Ciglitazone, a new hypoglycaemic agent. 4. Effect on pancreatic islets of C57BL/6J-ob/ob and C57BL/KsJ-db/db mice

Abstract

Pancreases of treated and control male C57BL/6J-ob/ob and C57BL/KsJ-db/db mice were evaluated by qualitative and morphometric microscopic techniques to determine the effects of chronic ciglitazone treatment on the morphology of beta cells and surface area and number of pancreatic islets. The beta cells of treated ob/ob and db/db mice displayed moderate to heavy granulation whereas most beta cells of untreated obese and diabetic mice were extensively degranulated. Although moderate proliferation of the rough endoplasmic reticulum and Golgi apparatus was evident in some beta cells of treated db/db mice, both groups of treated ob/ob and db/db mice displayed an improved pattern of insulin synthesis and storage. In contrast, the beta cells of untreated ob/ob and db/db mice were in a severe state of stress which was indicated by extensive hypertrophy of the rough endoplasmic reticulum, Golgi apparatus and mitochondria. Some beta cells of untreated db/db mice also displayed lysosome aggregates indicative of early stages of necrosis. Morphometric analysis revealed that the surface area of islets of treated ob/ob mice was significantly smaller in comparison with that of untreated ob/ob mice.
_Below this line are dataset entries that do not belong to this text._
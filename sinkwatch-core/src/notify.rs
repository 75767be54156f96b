use crate::data::Database;
use crate::error::{CoreError, Result};
use crate::model::DiscordSettings;
use async_trait::async_trait;
use chrono::{DateTime, Utc};
use reqwest::Client;
use std::time::Duration;
use tracing::{debug, info};

pub const DISCORD_SETTINGS_KEY: &str = "discord";
pub const DISCORD_WEBHOOK_PREFIX: &str = "https://discord.com/api/webhooks/";
const LEGACY_WEBHOOK_MARKER: &str = "discordapp.com/api/webhooks/";

/// Delivers a plain-text message to a destination such as a webhook URL.
#[async_trait]
pub trait Notifier: Send + Sync {
    async fn send(&self, destination: &str, content: &str) -> Result<()>;
}

/// Posts `{"content": ...}` to Discord webhooks.
pub struct DiscordNotifier {
    client: Client,
}

impl DiscordNotifier {
    pub fn new() -> Result<Self> {
        let client = Client::builder()
            .timeout(Duration::from_secs(10))
            .build()
            .map_err(|e| CoreError::Notify(e.to_string()))?;
        Ok(Self { client })
    }

    pub fn with_client(client: Client) -> Self {
        Self { client }
    }
}

#[async_trait]
impl Notifier for DiscordNotifier {
    async fn send(&self, destination: &str, content: &str) -> Result<()> {
        let response = self
            .client
            .post(destination)
            .json(&serde_json::json!({ "content": content }))
            .send()
            .await
            .map_err(|e| CoreError::Notify(e.to_string()))?;

        let status = response.status();
        if !status.is_success() {
            return Err(CoreError::Notify(format!("webhook answered {}", status)));
        }
        debug!("Webhook accepted message ({})", status);
        Ok(())
    }
}

pub fn is_discord_webhook(url: &str) -> bool {
    url.starts_with(DISCORD_WEBHOOK_PREFIX) || url.contains(LEGACY_WEBHOOK_MARKER)
}

/// Hides the webhook token: first 10 and last 4 characters survive.
pub fn mask_webhook(url: &str) -> String {
    let chars: Vec<char> = url.chars().collect();
    match chars.len() {
        0 => String::new(),
        n if n <= 12 => "****".to_string(),
        n => {
            let head: String = chars[..10].iter().collect();
            let tail: String = chars[n - 4..].iter().collect();
            format!("{}…{}", head, tail)
        }
    }
}

/// Stored settings, or disabled defaults when none were saved.
pub fn discord_settings(db: &Database) -> Result<DiscordSettings> {
    Ok(db
        .get_setting::<DiscordSettings>(DISCORD_SETTINGS_KEY)?
        .unwrap_or_default())
}

/// Validates and stores the webhook. An empty URL is only accepted when
/// notifications are being disabled.
pub fn set_discord_settings(
    db: &Database,
    webhook_url: &str,
    enabled: bool,
    now: DateTime<Utc>,
) -> Result<DiscordSettings> {
    let webhook_url = webhook_url.trim();
    if !webhook_url.is_empty() && !is_discord_webhook(webhook_url) {
        return Err(CoreError::Validation(format!(
            "webhook must start with {}",
            DISCORD_WEBHOOK_PREFIX
        )));
    }
    if enabled && webhook_url.is_empty() {
        return Err(CoreError::Validation(
            "a webhook URL is required to enable notifications".to_string(),
        ));
    }

    let settings = DiscordSettings {
        webhook_url: webhook_url.to_string(),
        enabled,
        updated_at: Some(now),
    };
    db.put_setting(DISCORD_SETTINGS_KEY, &settings, now)?;
    info!(
        "Discord notifications {} ({})",
        if enabled { "enabled" } else { "disabled" },
        mask_webhook(webhook_url)
    );
    Ok(settings)
}

/// Sends a test message. Returns `false` without sending when notifications
/// are disabled.
pub async fn send_test(db: &Database, notifier: &dyn Notifier) -> Result<bool> {
    let settings = discord_settings(db)?;
    if !settings.enabled || settings.webhook_url.is_empty() {
        return Ok(false);
    }
    notifier
        .send(&settings.webhook_url, "sinkwatch test notification")
        .await?;
    Ok(true)
}
const fn tagged(
    kind: SinkKind,
    name: &'static str,
    capture: Capture,
    label: &'static str,
    last: bool,
) -> Hook {
    Hook {
        kind,
        owner: "window",
        name,
        strategy: Strategy::Call {
            capture,
            tag: Some(SourceTag { label, last }),
        },
    }
}

const fn storage(kind: SinkKind, name: &'static str) -> Hook {
    Hook {
        kind,
        owner: "Storage.prototype",
        name,
        strategy: Strategy::Storage,
    }
}

/// Kinds only the static pass reports. `JSON.stringify` is left unwrapped
/// because collecting the log calls it; the others have no browser API to
/// wrap. `postMessageListen` is recorded by the message hooks.
pub const STATIC_ONLY_KINDS: &[SinkKind] = &[
    SinkKind::JsonStringify,
    SinkKind::DangerouslySetInnerHtml,
    SinkKind::HeavyLoop,
];

pub const HOOKS: &[Hook] = &[
    tagged(SinkKind::Eval, "eval", Capture::First, "sc-eval", false),
    tagged(SinkKind::NewFunction, "Function", Capture::Joined, "sc-fn", true),
    tagged(SinkKind::SetTimeoutStr, "setTimeout", Capture::StringFirst, "sc-timeout", false),
    tagged(SinkKind::SetIntervalStr, "setInterval", Capture::StringFirst, "sc-interval", false),
    call(SinkKind::DocumentWrite, "document", "write", Capture::Joined),
    call(SinkKind::DocumentWrite, "document", "writeln", Capture::Joined),
    Hook {
        kind: SinkKind::InnerHtml,
        owner: "Element.prototype",
        name: "innerHTML",
        strategy: Strategy::Setter,
    },
    call(SinkKind::Fetch, "window", "fetch", Capture::RequestUrl),
    call(SinkKind::XmlHttpRequest, "XMLHttpRequest.prototype", "open", Capture::OpenUrl),
    call(SinkKind::SyncXhr, "XMLHttpRequest.prototype", "open", Capture::SyncOpen),
    call(SinkKind::InlineEventHandler, "Element.prototype", "setAttribute", Capture::EventAttribute),
    call(SinkKind::DirectDom, "Document.prototype", "getElementById", Capture::First),
    call(SinkKind::DirectDom, "Document.prototype", "getElementsByClassName", Capture::First),
    call(SinkKind::DirectDom, "Document.prototype", "querySelector", Capture::First),
    call(SinkKind::DirectDom, "Document.prototype", "querySelectorAll", Capture::First),
    call(SinkKind::Alert, "window", "alert", Capture::First),
    call(SinkKind::Confirm, "window", "confirm", Capture::First),
    call(SinkKind::Prompt, "window", "prompt", Capture::First),
    call(SinkKind::JsonParse, "JSON", "parse", Capture::First),
    storage(SinkKind::LocalStorage, "setItem"),
    storage(SinkKind::LocalStorage, "getItem"),
    storage(SinkKind::SessionStorage, "setItem"),
    storage(SinkKind::SessionStorage, "getItem"),
    call(SinkKind::PostMessageSend, "window", "postMessage", Capture::First),
    Hook {
        kind: SinkKind::PostMessageRecv,
        owner: "window",
        name: "addEventListener",
        strategy: Strategy::MessageListener,
    },
    Hook {
        kind: SinkKind::PostMessageRecv,
        owner: "window",
        name: "onmessage",
        strategy: Strategy::MessageProperty,
    },
];

/// Shared helpers. `__LOG__`, `__GUARD__` and `__TAG__` are substituted per session.
const PRELUDE: &str = r#"
  var w = window;
  if (w["__GUARD__"]) return;
  try { Object.defineProperty(w, "__GUARD__", { value: true }); } catch (_) { w["__GUARD__"] = true; }
  var sink = w["__LOG__"] = [];
  var SKIP = {};
  var seq = 0;
  function snip(x) {
    try { var s = String(x == null ? "" : x); return s.length > 200 ? s.slice(0, 200) : s; }
    catch (_) { return ""; }
  }
  function callsite() {
    try {
      var frames = (new Error().stack || "").split("\n").slice(1);
      for (var i = 0; i < frames.length; i++) {
        var m = frames[i].match(/at\s+(?:(.*?)\s+\()?(.*?):(\d+):(\d+)\)?/);
        if (!m) continue;
        var file = (m[2] || "").trim();
        if (file.indexOf("__TAG__") !== -1 || file.indexOf("extensions::") === 0) continue;
        return { func: (m[1] || "").trim(), file: file, line: +m[3], col: +m[4] };
      }
    } catch (_) {}
    return { func: "", file: "", line: 0, col: 0 };
  }
  function record(kind, value, site) {
    var cs = site || callsite();
    try {
      sink.push({ kind: kind, file: cs.file, line: cs.line, col: cs.col, func: cs.func, snippet: snip(value), when: Date.now() });
    } catch (_) {}
  }
  function tag(code, label) {
    if (typeof code !== "string") return code;
    seq++;
    return code + "\n//# sourceURL=" + label + "-" + seq + ".js";
  }
  function wrapCall(owner, name, kind, pick, label, last) {
    var orig = owner[name];
    if (typeof orig !== "function") return;
    var wrapped = function () {
      try { var v = pick(arguments); if (v !== SKIP) record(kind, v); } catch (_) {}
      if (label) {
        var args = Array.prototype.slice.call(arguments);
        var at = last ? args.length - 1 : 0;
        if (at >= 0) args[at] = tag(args[at], label);
        return orig.apply(this, args);
      }
      return orig.apply(this, arguments);
    };
    try { wrapped.prototype = orig.prototype; } catch (_) {}
    owner[name] = wrapped;
  }
  function wrapSetter(proto, name, kind) {
    var d = Object.getOwnPropertyDescriptor(proto, name);
    if (!d || !d.set) return;
    Object.defineProperty(proto, name, {
      configurable: true,
      enumerable: d.enumerable,
      get: d.get,
      set: function (v) { record(kind, v); return d.set.call(this, v); }
    });
  }
  function deliver(kind, handler, site) {
    return function (ev) {
      record(kind, ev && ev.origin, { func: handler.name || site.func, file: site.file, line: site.line, col: site.col });
      return handler.apply(this, arguments);
    };
  }
  function wrapListener(owner, name, kind) {
    var orig = owner[name];
    if (typeof orig !== "function") return;
    owner[name] = function (type, handler) {
      if (String(type).toLowerCase() === "message" && typeof handler === "function") {
        var site = callsite();
        record("postMessageListen", "", site);
        var args = Array.prototype.slice.call(arguments);
        args[1] = deliver(kind, handler, site);
        return orig.apply(this, args);
      }
      return orig.apply(this, arguments);
    };
  }
  function wrapStorage(proto, name, kind) {
    var orig = proto[name];
    if (typeof orig !== "function") return;
    proto[name] = function () {
      try { if (this === w[kind]) record(kind, Array.prototype.join.call(arguments, ",")); } catch (_) {}
      return orig.apply(this, arguments);
    };
  }
  function wrapProperty(owner, name, kind) {
    var d = null, o = owner;
    while (o && !(d = Object.getOwnPropertyDescriptor(o, name))) o = Object.getPrototypeOf(o);
    if (!d || !d.set) return;
    var raw = null;
    Object.defineProperty(owner, name, {
      configurable: true,
      get: function () { return raw; },
      set: function (fn) {
        raw = fn;
        if (typeof fn !== "function") return d.set.call(this, fn);
        var site = callsite();
        record("postMessageListen", "", site);
        return d.set.call(this, deliver(kind, fn, site));
      }
    });
  }
"#;

/// Per-scan instrumentation state.
///
/// The log variable and install guard carry a fresh session id, so repeated
/// scans in one browser never share or suppress each other's hooks.
#[derive(Debug, Clone)]
pub struct Instrumentation {
    session: String,
}

impl Default for Instrumentation {
    fn default() -> Self {
        Self::new()
    }
}

impl Instrumentation {
    pub fn new() -> Self {
        Self {
            session: Uuid::new_v4().simple().to_string(),
        }
    }

    pub fn session(&self) -> &str {
        &self.session
    }

    pub fn log_var(&self) -> String {
        format!("__sw_log_{}", self.session)
    }

    pub fn guard_var(&self) -> String {
        format!("__sw_installed_{}", self.session)
    }

    fn source_tag(&self) -> String {
        format!("sw-hooks-{}", self.session)
    }

    /// The script to evaluate on every new document before page scripts run.
    pub fn script(&self) -> String {
        let mut js = String::from("(function () {\ntry {\n");
        js.push_str(
            &PRELUDE
                .replace("__LOG__", &self.log_var())
                .replace("__GUARD__", &self.guard_var())
                .replace("__TAG__", &self.source_tag()),
        );
        for hook in HOOKS {
            js.push_str("  try { ");
            js.push_str(&hook_call(hook));
            js.push_str(" } catch (_) {}\n");
        }
        js.push_str("} catch (_) {}\n})();\n//# sourceURL=");
        js.push_str(&self.source_tag());
        js.push('\n');
        js
    }

    /// Expression returning the collected log as a JSON string.
    pub fn collect_expression(&self) -> String {
        format!("JSON.stringify(window[\"{}\"] || [])", self.log_var())
    }
}

fn hook_call(hook: &Hook) -> String {
    let kind = hook.kind.as_str();
    match hook.strategy {
        Strategy::Call { capture, tag } => {
            let (label, last) = match tag {
                Some(t) => (format!("\"{}\"", t.label), t.last),
                None => ("null".to_string(), false),
            };
            format!(
                "wrapCall({}, \"{}\", \"{}\", {}, {}, {});",
                hook.owner,
                hook.name,
                kind,
                capture.js(),
                label,
                last
            )
        }
        Strategy::Setter => format!("wrapSetter({}, \"{}\", \"{}\");", hook.owner, hook.name, kind),
        Strategy::MessageListener => {
            format!("wrapListener({}, \"{}\", \"{}\");", hook.owner, hook.name, kind)
        }
        Strategy::MessageProperty => {
            format!("wrapProperty({}, \"{}\", \"{}\");", hook.owner, hook.name, kind)
        }
        Strategy::Storage => format!("wrapStorage({}, \"{}\", \"{}\");", hook.owner, hook.name, kind),
    }
}

#[derive(Debug, Deserialize)]
struct RuntimeEntry {
    #[serde(default)]
    kind: String,
    #[serde(default)]
    file: String,
    #[serde(default)]
    line: u32,
    #[serde(default)]
    col: u32,
    #[serde(default)]
    func: String,
    #[serde(default)]
    snippet: String,
}
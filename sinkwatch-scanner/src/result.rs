use crate::origin::NormalizedUrl;
use crate::sinks::SinkFinding;
use chrono::{DateTime, Utc};
use serde::{Deserialize, Serialize};
use std::time::Duration;

/// Source text of one script as the renderer saw it.
///
/// `id` is the script URL, or empty for inline scripts.
#[derive(Debug, Clone, PartialEq, Eq, Serialize, Deserialize)]
pub struct ScriptSource {
    pub id: String,
    pub text: String,
}

impl ScriptSource {
    pub fn inline(text: impl Into<String>) -> Self {
        Self {
            id: String::new(),
            text: text.into(),
        }
    }

    pub fn external(url: impl Into<String>, text: impl Into<String>) -> Self {
        Self {
            id: url.into(),
            text: text.into(),
        }
    }
}

/// Everything one page scan produced.
#[derive(Debug, Clone, Serialize, Deserialize)]
pub struct PageScan {
    pub target: NormalizedUrl,
    /// URL the renderer ended on after redirects.
    pub final_url: String,
    pub resources: Vec<String>,
    /// Path references found in the HTML and fetched scripts.
    pub endpoints: Vec<String>,
    pub script_urls: Vec<String>,
    pub sinks: Vec<SinkFinding>,
    /// Non-fatal failures, one `"<url> -> <reason>"` string each.
    pub errors: Vec<String>,
    pub scanned_at: DateTime<Utc>,
    pub duration: Duration,
}

impl PageScan {
    pub fn new(target: NormalizedUrl, scanned_at: DateTime<Utc>) -> Self {
        Self {
            final_url: target.raw.clone(),
            target,
            resources: Vec::new(),
            endpoints: Vec::new(),
            script_urls: Vec::new(),
            sinks: Vec::new(),
            errors: Vec::new(),
            scanned_at,
            duration: Duration::from_secs(0),
        }
    }

    pub fn site_id(&self) -> &str {
        &self.target.site_id
    }

    pub fn url_norm(&self) -> &str {
        &self.target.url_norm
    }
}
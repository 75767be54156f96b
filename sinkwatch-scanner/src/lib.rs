pub mod error;
pub mod hooks;
pub mod origin;
pub mod paths;
pub mod renderer;
pub mod result;
pub mod scanner;
pub mod sinks;

pub use error::ScanError;
pub use hooks::Instrumentation;
pub use origin::{Category, ExternalGroup, NormalizedUrl};
#[cfg(feature = "browser")]
pub use renderer::ChromiumRenderer;
pub use renderer::{HttpRenderer, RenderOptions, RenderedPage, Renderer};
pub use result::{PageScan, ScriptSource};
pub use scanner::{ScanConfig, Scanner};
pub use sinks::{SinkFinding, SinkKind, SourceType};
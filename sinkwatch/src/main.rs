use clap::ArgMatches;
use commands::command_argument_builder;
use sinkwatch::handlers::*;
use tracing_subscriber::EnvFilter;

mod commands;

#[tokio::main]
async fn main() {
    let cmd = command_argument_builder();
    let chosen_command = cmd.get_matches();
    let quiet = chosen_command.get_flag("quiet");

    init_tracing(quiet);

    // Show banner unless --quiet flag is set
    if !quiet {
        print_banner();
    }

    if chosen_command.subcommand().is_none() {
        // No subcommand provided, just show the banner
        return;
    }

    if let Err(e) = dispatch(&chosen_command).await {
        eprintln!("✗ {:#}", e);
        std::process::exit(1);
    }
}

fn init_tracing(quiet: bool) {
    let default_level = if quiet { "warn" } else { "info" };
    let filter = EnvFilter::try_from_default_env().unwrap_or_else(|_| EnvFilter::new(default_level));
    tracing_subscriber::fmt()
        .with_env_filter(filter)
        .with_writer(std::io::stderr)
        .with_target(false)
        .init();
}

async fn dispatch(matches: &ArgMatches) -> anyhow::Result<()> {
    match matches.subcommand() {
        Some(("init", primary_command)) => handle_init(primary_command),
        Some(("scan", primary_command)) => handle_scan(primary_command).await,
        Some(("watch", primary_command)) => match primary_command.subcommand() {
            Some(("add", secondary_command)) => handle_watch_add(secondary_command),
            Some(("remove", secondary_command)) => handle_watch_remove(secondary_command),
            Some(("list", secondary_command)) => handle_watch_list(secondary_command),
            Some(("scan-now", secondary_command)) => handle_watch_scan_now(secondary_command).await,
            _ => unreachable!("clap should ensure we don't get here"),
        },
        Some(("daemon", primary_command)) => handle_daemon(primary_command).await,
        Some(("sites", primary_command)) => handle_sites(primary_command),
        Some(("pages", primary_command)) => handle_pages(primary_command),
        Some(("endpoints", primary_command)) => handle_endpoints(primary_command),
        Some(("sinks", primary_command)) => handle_sinks(primary_command),
        Some(("search", primary_command)) => handle_search(primary_command),
        Some(("settings", primary_command)) => match primary_command.subcommand() {
            Some(("discord", discord)) => match discord.subcommand() {
                Some(("get", args)) => handle_discord_get(args),
                Some(("set", args)) => handle_discord_set(args),
                Some(("test", args)) => handle_discord_test(args).await,
                _ => unreachable!("clap should ensure we don't get here"),
            },
            _ => unreachable!("clap should ensure we don't get here"),
        },
        _ => unreachable!("clap should ensure we don't get here"),
    }
}

pub const CLAP_STYLING: clap::builder::styling::Styles = clap::builder::styling::Styles::styled()
    .header(clap_cargo::style::HEADER)
    .usage(clap_cargo::style::USAGE)
    .literal(clap_cargo::style::LITERAL)
    .placeholder(clap_cargo::style::PLACEHOLDER)
    .error(clap_cargo::style::ERROR)
    .valid(clap_cargo::style::VALID)
    .invalid(clap_cargo::style::INVALID);
//! Static sink detection.
//!
//! A fixed catalogue of (kind, pattern, scope) rows is matched against the
//! rendered HTML and every script source independently. Patterns operate on
//! raw text and ignore string/comment boundaries, so over-detection is
//! expected.

use crate::result::ScriptSource;
use chrono::{DateTime, Utc};
use once_cell::sync::Lazy;
use regex::Regex;
use serde::{Deserialize, Serialize};
use sha2::{Digest, Sha256};
use std::collections::HashSet;
use std::fmt;

/// Characters of context kept on each side of a match.
pub const SNIPPET_RADIUS: usize = 120;

/// Upper bound on a stored snippet, also applied before signing.
pub const MAX_SNIPPET_CHARS: usize = 1000;

#[derive(Debug, Clone, Copy, PartialEq, Eq, Hash, PartialOrd, Ord, Serialize, Deserialize)]
pub enum SinkKind {
    #[serde(rename = "innerHTML")]
    InnerHtml,
    #[serde(rename = "dangerouslySetInnerHTML")]
    DangerouslySetInnerHtml,
    #[serde(rename = "eval")]
    Eval,
    #[serde(rename = "newFunction")]
    NewFunction,
    #[serde(rename = "setTimeoutStr")]
    SetTimeoutStr,
    #[serde(rename = "setIntervalStr")]
    SetIntervalStr,
    #[serde(rename = "documentWrite")]
    DocumentWrite,
    #[serde(rename = "prompt")]
    Prompt,
    #[serde(rename = "alert")]
    Alert,
    #[serde(rename = "confirm")]
    Confirm,
    #[serde(rename = "fetch")]
    Fetch,
    #[serde(rename = "XMLHttpRequest")]
    XmlHttpRequest,
    #[serde(rename = "syncXHR")]
    SyncXhr,
    #[serde(rename = "localStorage")]
    LocalStorage,
    #[serde(rename = "sessionStorage")]
    SessionStorage,
    #[serde(rename = "JSON.parse")]
    JsonParse,
    #[serde(rename = "JSON.stringify")]
    JsonStringify,
    #[serde(rename = "postMessageSend")]
    PostMessageSend,
    #[serde(rename = "postMessageRecv")]
    PostMessageRecv,
    #[serde(rename = "postMessageListen")]
    PostMessageListen,
    #[serde(rename = "inlineEventHandler")]
    InlineEventHandler,
    #[serde(rename = "directDOM")]
    DirectDom,
    #[serde(rename = "heavyLoop")]
    HeavyLoop,
}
Since the surface area of islets of treated C57BL/6J-+/? mice (lean littermates of ob/ob mice) was less than that of treated ob/ob mice, the progression of islet hypertrophy in the obese mice was probably arrested or attenuated but not to the level of the treated +/? mice. The number of pancreatic islets was significantly greater in treated than in untreated db/db mice. A majority of the islets of untreated db/db mice were atrophic and consisted of acinar and endocrine cells whereas most of the islets of treated db/db mice appeared to be intact and unremarkable. The results of this study suggest that ciglitazone is an effective hypoglycaemic agent which may directly or indirectly promote beta-cell regranulation and an improved pattern of insulin synthesis and storage in ob/ob and db/db mice. However, in treated db/db mice, there still was some evidence of stress in the beta cells. Overall, the prolonged treatment with ciglitazone also seemed to inhibit the hypertrophy of islets in ob/ob mice and protect the structural integrity and viability of islets in db/db mice.